A food truck is a large motorized vehicle (such as a van or multi-stop truck) or trailer equipped to store, transport, cook, prepare, serve and/or sell food.

Some food trucks, such as ice cream trucks, sell frozen or prepackaged food, but many have on-board kitchens and prepare food from scratch, or they reheat food that was previously prepared in a brick and mortar commercial kitchen. Sandwiches, hamburgers, hot dogs, chicken, tacos, pizza, french fries and other typical fast food and finger food staples are common food truck fare, though since the pop-up restaurant phenomenon of the 2010s, food trucks specializing in a wide variety of gourmet, specialty, global, regional, and fusion cuisines have seen growing popularity.

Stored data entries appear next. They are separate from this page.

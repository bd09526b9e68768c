// crates/strand-orchestrator/src/events/store.rs

//! Append-only event store with pub/sub
//!
//! The in-memory store indexes events by execution and tenant, folds
//! workflow state from the event history, and streams live events to
//! subscribers. Each subscriber gets a bounded queue; when a slow
//! consumer's queue fills, new events for it are dropped with a warning
//! and the producer is never blocked.
//!
//! Events for the same execution are observed by every subscriber in
//! append order. Across executions no ordering is guaranteed.

use std::collections::HashMap;
use std::pin::Pin;
use std::sync::Arc;

use async_trait::async_trait;
use chrono::{DateTime, Duration as ChronoDuration, Utc};
use futures::Stream;
use log::{debug, info, warn};
use rust_decimal::Decimal;
use serde::Serialize;
use tokio::sync::{mpsc, Mutex};
use tokio_stream::wrappers::ReceiverStream;

use super::types::{EventPayload, EventType, WorkflowEvent};

pub type EventStream = Pin<Box<dyn Stream<Item = WorkflowEvent> + Send>>;

/// Query/subscription filter over the event stream.
#[derive(Debug, Clone)]
pub struct EventFilter {
    pub execution_id: Option<String>,
    pub tenant_id: Option<String>,
    pub event_types: Option<Vec<EventType>>,
    pub since: Option<DateTime<Utc>>,
    pub until: Option<DateTime<Utc>>,
    pub limit: usize,
}

impl Default for EventFilter {
    fn default() -> Self {
        Self {
            execution_id: None,
            tenant_id: None,
            event_types: None,
            since: None,
            until: None,
            limit: 1000,
        }
    }
}

impl EventFilter {
    pub fn for_execution(execution_id: impl Into<String>) -> Self {
        Self {
            execution_id: Some(execution_id.into()),
            ..Default::default()
        }
    }

    pub fn for_tenant(tenant_id: impl Into<String>) -> Self {
        Self {
            tenant_id: Some(tenant_id.into()),
            ..Default::default()
        }
    }

    pub fn with_event_types(mut self, event_types: Vec<EventType>) -> Self {
        self.event_types = Some(event_types);
        self
    }

    fn matches(&self, event: &WorkflowEvent) -> bool {
        if let Some(execution_id) = &self.execution_id {
            if &event.execution_id != execution_id {
                return false;
            }
        }
        if let Some(tenant_id) = &self.tenant_id {
            if event.tenant_id.as_ref() != Some(tenant_id) {
                return false;
            }
        }
        if let Some(types) = &self.event_types {
            if !types.contains(&event.event_type) {
                return false;
            }
        }
        if let Some(since) = self.since {
            if event.timestamp < since {
                return false;
            }
        }
        if let Some(until) = self.until {
            if event.timestamp > until {
                return false;
            }
        }
        true
    }
}

/// Workflow state folded from the event history.
#[derive(Debug, Clone, Serialize)]
pub struct WorkflowState {
    pub execution_id: String,
    pub status: String,
    pub pipeline_name: Option<String>,
    pub pipeline_version: Option<String>,
    pub started_at: Option<DateTime<Utc>>,
    pub completed_at: Option<DateTime<Utc>>,
    pub current_step: Option<String>,
    pub completed_steps: Vec<String>,
    pub failed_step: Option<String>,
    pub error: Option<String>,
    pub progress_percent: f64,
    pub total_cost_usd: Decimal,
    pub total_duration_ms: f64,
    pub total_steps: Option<usize>,
    pub compensation_performed: bool,
    pub compensated_steps: Vec<String>,
    pub events_count: usize,
}

/// Append-only store with filtered queries and live subscriptions.
#[async_trait]
pub trait EventStore: Send + Sync {
    async fn append(&self, event: WorkflowEvent);

    async fn get_events(&self, filter: &EventFilter) -> Vec<WorkflowEvent>;

    /// Subscribe to future events matching the filter. The subscription is
    /// removed when the returned stream is dropped.
    async fn subscribe(&self, filter: EventFilter) -> EventStream;

    /// Fold the event history of one execution into a state summary.
    async fn workflow_state(&self, execution_id: &str) -> Option<WorkflowState>;
}

struct Subscription {
    sender: mpsc::Sender<WorkflowEvent>,
    filter: EventFilter,
}

struct StoreInner {
    events: Vec<WorkflowEvent>,
    by_execution: HashMap<String, Vec<WorkflowEvent>>,
    by_tenant: HashMap<String, Vec<WorkflowEvent>>,
    subscriptions: Vec<Subscription>,
}

/// In-memory event store for development, testing, and single-node
/// deployments. Events are lost on restart; production deployments
/// substitute a durable implementation behind the same trait.
pub struct InMemoryEventStore {
    inner: Mutex<StoreInner>,
    max_events: usize,
    ttl: ChronoDuration,
    queue_capacity: usize,
}

impl Default for InMemoryEventStore {
    fn default() -> Self {
        Self::new(100_000, 24)
    }
}

impl InMemoryEventStore {
    pub fn new(max_events: usize, ttl_hours: i64) -> Self {
        Self {
            inner: Mutex::new(StoreInner {
                events: Vec::new(),
                by_execution: HashMap::new(),
                by_tenant: HashMap::new(),
                subscriptions: Vec::new(),
            }),
            max_events,
            ttl: ChronoDuration::hours(ttl_hours),
            queue_capacity: 100,
        }
    }

    pub fn with_queue_capacity(mut self, capacity: usize) -> Self {
        self.queue_capacity = capacity;
        self
    }

    /// Purge events older than the TTL and rebuild the indexes.
    fn cleanup(inner: &mut StoreInner, ttl: ChronoDuration) {
        let cutoff = Utc::now() - ttl;
        let before = inner.events.len();
        inner.events.retain(|e| e.timestamp > cutoff);

        inner.by_execution.clear();
        inner.by_tenant.clear();
        let events = inner.events.clone();
        for event in events {
            inner
                .by_execution
                .entry(event.execution_id.clone())
                .or_default()
                .push(event.clone());
            if let Some(tenant_id) = &event.tenant_id {
                inner
                    .by_tenant
                    .entry(tenant_id.clone())
                    .or_default()
                    .push(event);
            }
        }

        let removed = before - inner.events.len();
        if removed > 0 {
            info!("purged {removed} expired events");
        }
    }
}

#[async_trait]
impl EventStore for InMemoryEventStore {
    async fn append(&self, event: WorkflowEvent) {
        let recipients: Vec<mpsc::Sender<WorkflowEvent>> = {
            let mut inner = self.inner.lock().await;
            inner.events.push(event.clone());
            inner
                .by_execution
                .entry(event.execution_id.clone())
                .or_default()
                .push(event.clone());
            if let Some(tenant_id) = &event.tenant_id {
                inner
                    .by_tenant
                    .entry(tenant_id.clone())
                    .or_default()
                    .push(event.clone());
            }

            if inner.events.len() > self.max_events {
                Self::cleanup(&mut inner, self.ttl);
            }

            // Drop subscriptions whose stream side is gone.
            inner.subscriptions.retain(|s| !s.sender.is_closed());
            inner
                .subscriptions
                .iter()
                .filter(|s| s.filter.matches(&event))
                .map(|s| s.sender.clone())
                .collect()
        };

        // Notify outside the lock; a full queue drops the event for that
        // subscriber rather than blocking the producer.
        for sender in recipients {
            if let Err(mpsc::error::TrySendError::Full(_)) = sender.try_send(event.clone()) {
                warn!(
                    "subscriber queue full, dropping event for execution {}",
                    event.execution_id
                );
            }
        }

        debug!(
            "event stored: {:?} execution={}",
            event.event_type, event.execution_id
        );
    }

    async fn get_events(&self, filter: &EventFilter) -> Vec<WorkflowEvent> {
        let inner = self.inner.lock().await;
        let source: &[WorkflowEvent] = if let Some(execution_id) = &filter.execution_id {
            inner
                .by_execution
                .get(execution_id)
                .map(Vec::as_slice)
                .unwrap_or(&[])
        } else if let Some(tenant_id) = &filter.tenant_id {
            inner
                .by_tenant
                .get(tenant_id)
                .map(Vec::as_slice)
                .unwrap_or(&[])
        } else {
            &inner.events
        };

        source
            .iter()
            .filter(|e| filter.matches(e))
            .take(filter.limit)
            .cloned()
            .collect()
    }

    async fn subscribe(&self, filter: EventFilter) -> EventStream {
        let (sender, receiver) = mpsc::channel(self.queue_capacity);
        {
            let mut inner = self.inner.lock().await;
            inner.subscriptions.push(Subscription { sender, filter });
        }
        Box::pin(ReceiverStream::new(receiver))
    }

    async fn workflow_state(&self, execution_id: &str) -> Option<WorkflowState> {
        let events = self
            .get_events(&EventFilter {
                execution_id: Some(execution_id.to_string()),
                limit: usize::MAX,
                ..Default::default()
            })
            .await;

        if events.is_empty() {
            return None;
        }

        let mut state = WorkflowState {
            execution_id: execution_id.to_string(),
            status: "unknown".to_string(),
            pipeline_name: None,
            pipeline_version: None,
            started_at: None,
            completed_at: None,
            current_step: None,
            completed_steps: Vec::new(),
            failed_step: None,
            error: None,
            progress_percent: 0.0,
            total_cost_usd: Decimal::ZERO,
            total_duration_ms: 0.0,
            total_steps: None,
            compensation_performed: false,
            compensated_steps: Vec::new(),
            events_count: events.len(),
        };

        for event in &events {
            match &event.payload {
                EventPayload::WorkflowStarted {
                    pipeline_name,
                    pipeline_version,
                    ..
                } => {
                    state.status = "running".to_string();
                    state.pipeline_name = Some(pipeline_name.clone());
                    state.pipeline_version = Some(pipeline_version.clone());
                    state.started_at = Some(event.timestamp);
                }
                EventPayload::WorkflowCompleted {
                    completed_steps,
                    total_duration_ms,
                    total_cost_usd,
                    ..
                } => {
                    state.status = "completed".to_string();
                    state.completed_at = Some(event.timestamp);
                    state.completed_steps = completed_steps.clone();
                    state.total_cost_usd = *total_cost_usd;
                    state.total_duration_ms = *total_duration_ms;
                }
                EventPayload::WorkflowFailed {
                    failed_step,
                    error,
                    completed_steps,
                    total_duration_ms,
                    total_cost_usd,
                    ..
                } => {
                    state.status = "failed".to_string();
                    state.completed_at = Some(event.timestamp);
                    state.failed_step = failed_step.clone();
                    state.error = Some(error.clone());
                    state.completed_steps = completed_steps.clone();
                    state.total_cost_usd = *total_cost_usd;
                    state.total_duration_ms = *total_duration_ms;
                }
                EventPayload::WorkflowCancelled { .. } => {
                    state.status = "cancelled".to_string();
                    state.completed_at = Some(event.timestamp);
                }
                EventPayload::StepStarted {
                    step_name,
                    total_steps,
                    ..
                } => {
                    state.current_step = Some(step_name.clone());
                    state.total_steps = Some(*total_steps);
                }
                EventPayload::StepCompleted { step_name, .. } => {
                    if !state.completed_steps.contains(step_name) {
                        state.completed_steps.push(step_name.clone());
                    }
                }
                EventPayload::ProgressUpdate { percent, .. } => {
                    state.progress_percent = *percent;
                }
                EventPayload::CostIncurred { cost_usd, .. } => {
                    state.total_cost_usd += *cost_usd;
                }
                EventPayload::CompensationCompleted {
                    compensated_steps, ..
                } => {
                    state.compensation_performed = true;
                    state.compensated_steps = compensated_steps.clone();
                }
                _ => {}
            }
        }

        Some(state)
    }
}

/// Convenience layer for publishing events to a store.
#[derive(Clone)]
pub struct EventPublisher {
    store: Arc<dyn EventStore>,
}

impl EventPublisher {
    pub fn new(store: Arc<dyn EventStore>) -> Self {
        Self { store }
    }

    pub async fn publish(&self, event: WorkflowEvent) {
        self.store.append(event).await;
    }

    pub async fn emit(
        &self,
        execution_id: &str,
        tenant_id: &Option<String>,
        payload: EventPayload,
    ) {
        self.publish(WorkflowEvent::new(execution_id, tenant_id.clone(), payload))
            .await;
    }
}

Food trucks often also sell or fully specialize in beverages such as soft drink, juice, coffee, tea, and water, as well as treats such as ice cream, pastries, and fried dough.

Historical predecessors of food trucks were horse-drawn chuckwagons and lunch wagons of the 19th century. By the early-to-mid-20th century, trucks and vans were being used both as mobile canteens in the military and as "roach coaches" that traveled to worksites and primarily catered to blue-collar workers. Into the 21st century, economic and cultural shifts surrounding the foodservice industry led to a considerable rise in popularity among customers and food truck operation as a career. Though food trucks primarily developed in the United States, United Kingdom, and France, they have become increasingly popular and more available in other parts of Europe and the Americas, as well as Asia and Oceania.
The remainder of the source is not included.